Task prompt:
Looking only at the lines below that contain "tracked", give the number of them and no other text.

(Stored records)
=== Begin Enclosure ===

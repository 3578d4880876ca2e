// Copyright 2025 the Understory Authors
// SPDX-License-Identifier: Apache-2.0 OR MIT

//! Delivery snapshots.
//!
//! Preparing a delivery captures the listeners to call and the old/new pair to
//! report; running it happens later, after the caller has released any lock it
//! holds on the helper. Listener lists are shared copy-on-write, so a snapshot
//! is a reference count bump and a listener that mutates the helper during the
//! pass only ever changes the helper's copy.

use core::{fmt, mem, slice};
use std::sync::Arc;

use crate::listener::{
    ChangeListener, InvalidationListener, ListenerKind, SubChangeListener,
    SubInvalidationListener,
};
use crate::observable::{Owner, PropertyValue};
use crate::sink::isolate;

/// The listeners of one kind captured for a delivery.
pub(crate) enum Batch<L> {
    Empty,
    One(L),
    Many(Arc<Vec<L>>),
}

impl<L> Batch<L> {
    pub(crate) fn shared(listeners: &Arc<Vec<L>>) -> Self {
        if listeners.is_empty() {
            Self::Empty
        } else {
            Self::Many(Arc::clone(listeners))
        }
    }

    fn as_slice(&self) -> &[L] {
        match self {
            Self::Empty => &[],
            Self::One(listener) => slice::from_ref(listener),
            Self::Many(listeners) => listeners.as_slice(),
        }
    }

    fn is_empty(&self) -> bool {
        self.as_slice().is_empty()
    }
}

/// A prepared, not yet run, notification pass.
///
/// Obtained from [`ExpressionHelper::prepare_value_changed`] or
/// [`ExpressionHelper::replace_peer`]; run it with [`Delivery::deliver`].
///
/// [`ExpressionHelper::prepare_value_changed`]: crate::ExpressionHelper::prepare_value_changed
/// [`ExpressionHelper::replace_peer`]: crate::ExpressionHelper::replace_peer
#[must_use = "a delivery does nothing until `deliver` is called"]
pub struct Delivery<T> {
    owner: Owner<T>,
    sub_change: bool,
    pub(crate) invalidation: Batch<InvalidationListener<T>>,
    pub(crate) sub_invalidation: Batch<SubInvalidationListener<T>>,
    pub(crate) change: Batch<ChangeListener<T>>,
    pub(crate) sub_change_listeners: Batch<SubChangeListener<T>>,
    values: Option<(T, T)>,
}

impl<T: PropertyValue> Delivery<T> {
    pub(crate) fn new(owner: Owner<T>, sub_change: bool) -> Self {
        Self {
            owner,
            sub_change,
            invalidation: Batch::Empty,
            sub_invalidation: Batch::Empty,
            change: Batch::Empty,
            sub_change_listeners: Batch::Empty,
            values: None,
        }
    }

    /// Swaps `new_value` into `tracked` and records the old/new pair if the
    /// change-kind listeners should hear about it.
    ///
    /// A non-sub change that leaves the value equal reports nothing, so neither
    /// change nor sub-change listeners run for it.
    pub(crate) fn track(&mut self, tracked: &mut T, new_value: T) {
        let old_value = mem::replace(tracked, new_value.clone());
        if self.sub_change || old_value != new_value {
            self.values = Some((old_value, new_value));
        }
    }

    /// Returns `true` if running this delivery would call no listener.
    #[must_use]
    pub fn is_empty(&self) -> bool {
        let no_values = self.values.is_none()
            || (self.change.is_empty() && self.sub_change_listeners.is_empty());
        self.invalidation.is_empty() && self.sub_invalidation.is_empty() && no_values
    }

    /// Returns `true` if this delivery reports a sub change.
    #[must_use]
    pub fn is_sub_change(&self) -> bool {
        self.sub_change
    }

    /// Runs the delivery.
    ///
    /// Order is fixed: invalidation, sub-invalidation, change, sub-change, each
    /// in registration order. A panicking listener is reported to the owner's
    /// sink and the pass continues with the next listener. Nothing runs if the
    /// owner has been dropped.
    pub fn deliver(self) {
        let Some(source) = self.owner.observable() else {
            return;
        };
        let source = &*source;
        let sink = &**self.owner.sink();
        let sub_change = self.sub_change;

        for listener in self.invalidation.as_slice() {
            isolate(ListenerKind::Invalidation, sink, || {
                listener.invalidated(source);
            });
        }
        for listener in self.sub_invalidation.as_slice() {
            isolate(ListenerKind::SubInvalidation, sink, || {
                listener.invalidated(source, sub_change);
            });
        }

        let Some((old_value, new_value)) = &self.values else {
            return;
        };
        for listener in self.change.as_slice() {
            isolate(ListenerKind::Change, sink, || {
                listener.changed(source, old_value, new_value);
            });
        }
        for listener in self.sub_change_listeners.as_slice() {
            isolate(ListenerKind::SubChange, sink, || {
                listener.changed(source, old_value, new_value, sub_change);
            });
        }
    }
}

impl<T: fmt::Debug> fmt::Debug for Delivery<T> {
    fn fmt(&self, f: &mut fmt::Formatter<'_>) -> fmt::Result {
        f.debug_struct("Delivery")
            .field("sub_change", &self.sub_change)
            .field("invalidation", &self.invalidation.as_slice().len())
            .field("sub_invalidation", &self.sub_invalidation.as_slice().len())
            .field("change", &self.change.as_slice().len())
            .field("sub_change_listeners", &self.sub_change_listeners.as_slice().len())
            .field("values", &self.values)
            .finish_non_exhaustive()
    }
}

=== End Enclosure ===

Exercise result:
3